The New York Court of Appeals today issued its decision denying Dan Rather’s appeal from the dismissal of his civil case. In light of the fact his case was pled and litigated under New York state law in state courts, this is, sadly, likely the last act in the play.
Dan Rather’s personal statement on the decision:
Naturally I am disappointed in today’s ruling because we know it is a grave miscarriage of justice.
Most of all I am disappointed that no court or jury studied the evidence and heard the actual facts of the case. The case was dismissed on purely technical grounds.
My mission continues to be working to ensure that the media can gather and report news unfettered by the influence of government and major corporate interests.

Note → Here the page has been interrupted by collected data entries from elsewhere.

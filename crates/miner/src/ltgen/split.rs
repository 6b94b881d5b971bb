//! Split — tokenizer contract and a whitespace implementation.

/// Splits a raw message into words and the separators following each word.
pub trait Tokenizer: Send + Sync {
    fn split(&self, message: &str) -> (Vec<String>, Vec<String>);
}

/// Splits on runs of whitespace. Leading whitespace is dropped.
#[derive(Debug, Clone, Copy, Default)]
pub struct WordSplitter;

impl Tokenizer for WordSplitter {
    fn split(&self, message: &str) -> (Vec<String>, Vec<String>) {
        let mut words = Vec::new();
        let mut seps = Vec::new();
        let mut rest = message.trim_start();
        while !rest.is_empty() {
            let word_end = rest.find(char::is_whitespace).unwrap_or(rest.len());
            words.push(rest[..word_end].to_string());
            rest = &rest[word_end..];
            let sep_end = rest
                .find(|c: char| !c.is_whitespace())
                .unwrap_or(rest.len());
            seps.push(rest[..sep_end].to_string());
            rest = &rest[sep_end..];
        }
        (words, seps)
    }
}

#[cfg(test)]
mod tests {
    use super::*;

    #[test]
    fn test_split_keeps_separators() {
        let (words, seps) = WordSplitter.split("  ERROR  disk0\tfailed");
        assert_eq!(words, vec!["ERROR", "disk0", "failed"]);
        assert_eq!(seps, vec!["  ", "\t", ""]);
    }

    #[test]
    fn test_split_empty() {
        let (words, seps) = WordSplitter.split("   ");
        assert!(words.is_empty());
        assert!(seps.is_empty());
    }
}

This stems from a decision by the New York Appellate Division last September, specifically September 29, 2009. It was a horrible decision on a number of grounds, a copy attached here, but it was decided 5-0 by the Appellate Division which made the odds of the Court of Appeals granting the request to appeal slim.

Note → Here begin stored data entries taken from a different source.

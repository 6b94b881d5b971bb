//! Items — labeled line items and the JSON-lines labeled corpus.
//!
//! A corpus file holds one log line per text line:
//!
//! ```text
//! {"tid":0,"host":"web1","dt":"2024-01-01T00:00:00","items":[["ERROR"," ","D"],["disk0"," ","V"]]}
//! ```
//!
//! Only `items` is required.

use std::fs::File;
use std::io::{BufRead, BufReader, BufWriter, Lines, Write};
use std::path::{Path, PathBuf};

use chrono::NaiveDateTime;
use serde::{Deserialize, Serialize};

use crate::error::{MinerError, Result};
use crate::template::{Template, Tid, Token};

#[derive(Debug, Clone, Copy, PartialEq, Eq, Hash, PartialOrd, Ord, Serialize, Deserialize)]
pub enum Label {
    #[serde(rename = "D")]
    Description,
    #[serde(rename = "V")]
    Variable,
    /// Placeholder for "not labeled yet". Never valid tagger output.
    #[serde(rename = "N")]
    Dummy,
}

impl Label {
    pub fn as_str(&self) -> &'static str {
        match self {
            Label::Description => "D",
            Label::Variable => "V",
            Label::Dummy => "N",
        }
    }

    pub fn parse(s: &str) -> Option<Label> {
        match s {
            "D" => Some(Label::Description),
            "V" => Some(Label::Variable),
            "N" => Some(Label::Dummy),
            _ => None,
        }
    }
}

type RawItem = (String, String, Label);

/// One token of a line with the separator that followed it and its label.
#[derive(Debug, Clone, PartialEq, Eq, Serialize, Deserialize)]
#[serde(from = "RawItem", into = "RawItem")]
pub struct LineItem {
    pub word: String,
    pub sep: String,
    pub label: Label,
}

impl From<RawItem> for LineItem {
    fn from((word, sep, label): RawItem) -> Self {
        Self { word, sep, label }
    }
}

impl From<LineItem> for RawItem {
    fn from(item: LineItem) -> Self {
        (item.word, item.sep, item.label)
    }
}

/// A labeled log line with optional database metadata.
#[derive(Debug, Clone, PartialEq, Serialize, Deserialize)]
pub struct LabeledLine {
    #[serde(default, skip_serializing_if = "Option::is_none")]
    pub tid: Option<Tid>,
    #[serde(default, skip_serializing_if = "Option::is_none")]
    pub gid: Option<usize>,
    #[serde(default, skip_serializing_if = "Option::is_none")]
    pub host: Option<String>,
    #[serde(default, skip_serializing_if = "Option::is_none")]
    pub dt: Option<NaiveDateTime>,
    pub items: Vec<LineItem>,
}

impl LabeledLine {
    pub fn new(items: Vec<LineItem>) -> Self {
        Self {
            tid: None,
            gid: None,
            host: None,
            dt: None,
            items,
        }
    }

    pub fn words(&self) -> Vec<String> {
        self.items.iter().map(|i| i.word.clone()).collect()
    }

    pub fn labels(&self) -> Vec<Label> {
        items_to_labels(&self.items)
    }

    /// Ground-truth template of this line.
    pub fn template(&self) -> Result<Template> {
        items_to_template(&self.items)
    }
}

/// Unlabeled items for tagging; every label is `Dummy`.
pub fn line_to_items<S: AsRef<str>>(words: &[S], seps: &[S]) -> Vec<LineItem> {
    words
        .iter()
        .enumerate()
        .map(|(i, w)| LineItem {
            word: w.as_ref().to_string(),
            sep: seps.get(i).map(|s| s.as_ref().to_string()).unwrap_or_default(),
            label: Label::Dummy,
        })
        .collect()
}

pub fn items_to_labels(items: &[LineItem]) -> Vec<Label> {
    items.iter().map(|i| i.label).collect()
}

pub fn items_to_template(items: &[LineItem]) -> Result<Template> {
    let words: Vec<&str> = items.iter().map(|i| i.word.as_str()).collect();
    labels_to_template(&words, &items_to_labels(items))
}

/// Keep `Description` words, turn `Variable` words into placeholders.
pub fn labels_to_template<S: AsRef<str>>(words: &[S], labels: &[Label]) -> Result<Template> {
    if words.len() != labels.len() {
        return Err(MinerError::Labeling(format!(
            "{} labels for {} words",
            labels.len(),
            words.len()
        )));
    }
    let tokens = words
        .iter()
        .zip(labels)
        .map(|(w, label)| match label {
            Label::Description => Ok(Token::Word(w.as_ref().to_string())),
            Label::Variable => Ok(Token::Var),
            Label::Dummy => Err(MinerError::Labeling(format!(
                "word {:?} labeled as dummy",
                w.as_ref()
            ))),
        })
        .collect::<Result<Vec<_>>>()?;
    Ok(Template::new(tokens))
}

/// Label the words of a line against a known template.
pub fn template_to_items<S: AsRef<str>>(tpl: &Template, words: &[S], seps: &[S]) -> Result<Vec<LineItem>> {
    if !tpl.matches(words) {
        return Err(MinerError::Labeling("line does not match its template".to_string()));
    }
    let mut items = line_to_items(words, seps);
    for (item, token) in items.iter_mut().zip(tpl.tokens()) {
        item.label = if token.is_var() { Label::Variable } else { Label::Description };
    }
    Ok(items)
}

/// Handle to a labeled corpus file; every `iter()` rereads from the start.
#[derive(Debug, Clone)]
pub struct LabeledCorpus {
    path: PathBuf,
}

impl LabeledCorpus {
    pub fn open(path: impl AsRef<Path>) -> Result<Self> {
        let path = path.as_ref().to_path_buf();
        if !path.is_file() {
            return Err(MinerError::NotFound(format!("labeled corpus {}", path.display())));
        }
        Ok(Self { path })
    }

    pub fn path(&self) -> &Path {
        &self.path
    }

    pub fn iter(&self) -> Result<CorpusIter> {
        let file = File::open(&self.path)?;
        Ok(CorpusIter {
            lines: BufReader::new(file).lines(),
            lineno: 0,
        })
    }
}

/// Lazy reader over a corpus file.
pub struct CorpusIter {
    lines: Lines<BufReader<File>>,
    lineno: usize,
}

impl Iterator for CorpusIter {
    type Item = Result<LabeledLine>;

    fn next(&mut self) -> Option<Self::Item> {
        loop {
            let line = match self.lines.next()? {
                Ok(line) => line,
                Err(e) => return Some(Err(e.into())),
            };
            self.lineno += 1;
            if line.trim().is_empty() {
                continue;
            }
            let lineno = self.lineno;
            return Some(
                serde_json::from_str(&line)
                    .map_err(|source| MinerError::Corpus { line: lineno, source }),
            );
        }
    }
}

pub fn iter_items_from_file(path: impl AsRef<Path>) -> Result<CorpusIter> {
    LabeledCorpus::open(path)?.iter()
}

pub fn write_corpus<'a>(path: impl AsRef<Path>, lines: impl IntoIterator<Item = &'a LabeledLine>) -> Result<usize> {
    let mut writer = BufWriter::new(File::create(path)?);
    let mut count = 0;
    for line in lines {
        let encoded = serde_json::to_string(line)
            .map_err(|source| MinerError::Corpus { line: count + 1, source })?;
        writeln!(writer, "{}", encoded)?;
        count += 1;
    }
    writer.flush()?;
    Ok(count)
}

#[cfg(test)]
mod tests {
    use super::*;

    fn item(word: &str, label: Label) -> LineItem {
        LineItem { word: word.to_string(), sep: " ".to_string(), label }
    }

    #[test]
    fn test_line_to_items_all_dummy() {
        let items = line_to_items(&["a", "b"], &[" "]);
        assert_eq!(items.len(), 2);
        assert!(items.iter().all(|i| i.label == Label::Dummy));
        assert_eq!(items[0].sep, " ");
        assert_eq!(items[1].sep, "");
    }

    #[test]
    fn test_items_to_template() {
        let items = vec![
            item("ERROR", Label::Description),
            item("disk0", Label::Variable),
            item("failed", Label::Description),
        ];
        let tpl = items_to_template(&items).unwrap();
        assert_eq!(tpl, Template::from_words(&["ERROR", "*", "failed"], "*"));
    }

    #[test]
    fn test_dummy_label_is_labeling_error() {
        let items = vec![item("x", Label::Description), item("y", Label::Dummy)];
        let err = items_to_template(&items).unwrap_err();
        assert!(matches!(err, MinerError::Labeling(_)));
    }

    #[test]
    fn test_template_to_items_labels_positions() {
        let tpl = Template::from_words(&["user", "*", "login"], "*");
        let items = template_to_items(&tpl, &["user", "bob", "login"], &[" ", " ", ""]).unwrap();
        assert_eq!(
            items_to_labels(&items),
            vec![Label::Description, Label::Variable, Label::Description]
        );
        assert!(template_to_items(&tpl, &["user", "bob"], &[" ", ""]).is_err());
    }

    #[test]
    fn test_item_serializes_as_triple() {
        let json = serde_json::to_string(&item("ok", Label::Variable)).unwrap();
        assert_eq!(json, r#"["ok"," ","V"]"#);
    }

    #[test]
    fn test_corpus_is_restartable() {
        let dir = std::env::temp_dir().join(format!("miner-items-{}", std::process::id()));
        std::fs::create_dir_all(&dir).unwrap();
        let path = dir.join("corpus.jsonl");
        let mut line = LabeledLine::new(vec![item("a", Label::Description), item("1", Label::Variable)]);
        line.tid = Some(4);
        write_corpus(&path, [&line, &line]).unwrap();

        let corpus = LabeledCorpus::open(&path).unwrap();
        let first: Vec<_> = corpus.iter().unwrap().collect::<Result<_>>().unwrap();
        let second: Vec<_> = corpus.iter().unwrap().collect::<Result<_>>().unwrap();
        assert_eq!(first.len(), 2);
        assert_eq!(first, second);
        assert_eq!(first[0].tid, Some(4));
        std::fs::remove_dir_all(&dir).ok();
    }

    #[test]
    fn test_corpus_reports_bad_line_number() {
        let dir = std::env::temp_dir().join(format!("miner-items-bad-{}", std::process::id()));
        std::fs::create_dir_all(&dir).unwrap();
        let path = dir.join("corpus.jsonl");
        std::fs::write(&path, "{\"items\":[]}\n\nnot json\n").unwrap();

        let results: Vec<_> = iter_items_from_file(&path).unwrap().collect();
        assert!(results[0].is_ok());
        assert!(matches!(results[1], Err(MinerError::Corpus { line: 3, .. })));
        std::fs::remove_dir_all(&dir).ok();
    }
}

Under New York state law and procedure, you need permission to appeal to the Court of Appeals from a unanimous Appellate Division decision. Either the Appellate Division has to give permission or Court of Appeals has to give permission; but there was no appeal as of a matter of right for Dan, and the Court of Appeals refused his request.
The decision last September by the Appellate Division was horrid and truly questionable legally, at least in my opinion, notably in the way it cut off the very discovery that could, and would, have provided the basis to overcome the deficiencies the court focused on. In essence, the appellate court prevented Rather from demonstrating his case, and then dismissed it because he had not demonstrated his case. Irrespective of that, however, the decision stands and Dan Rather appears unjustifiably done. Courage Dan!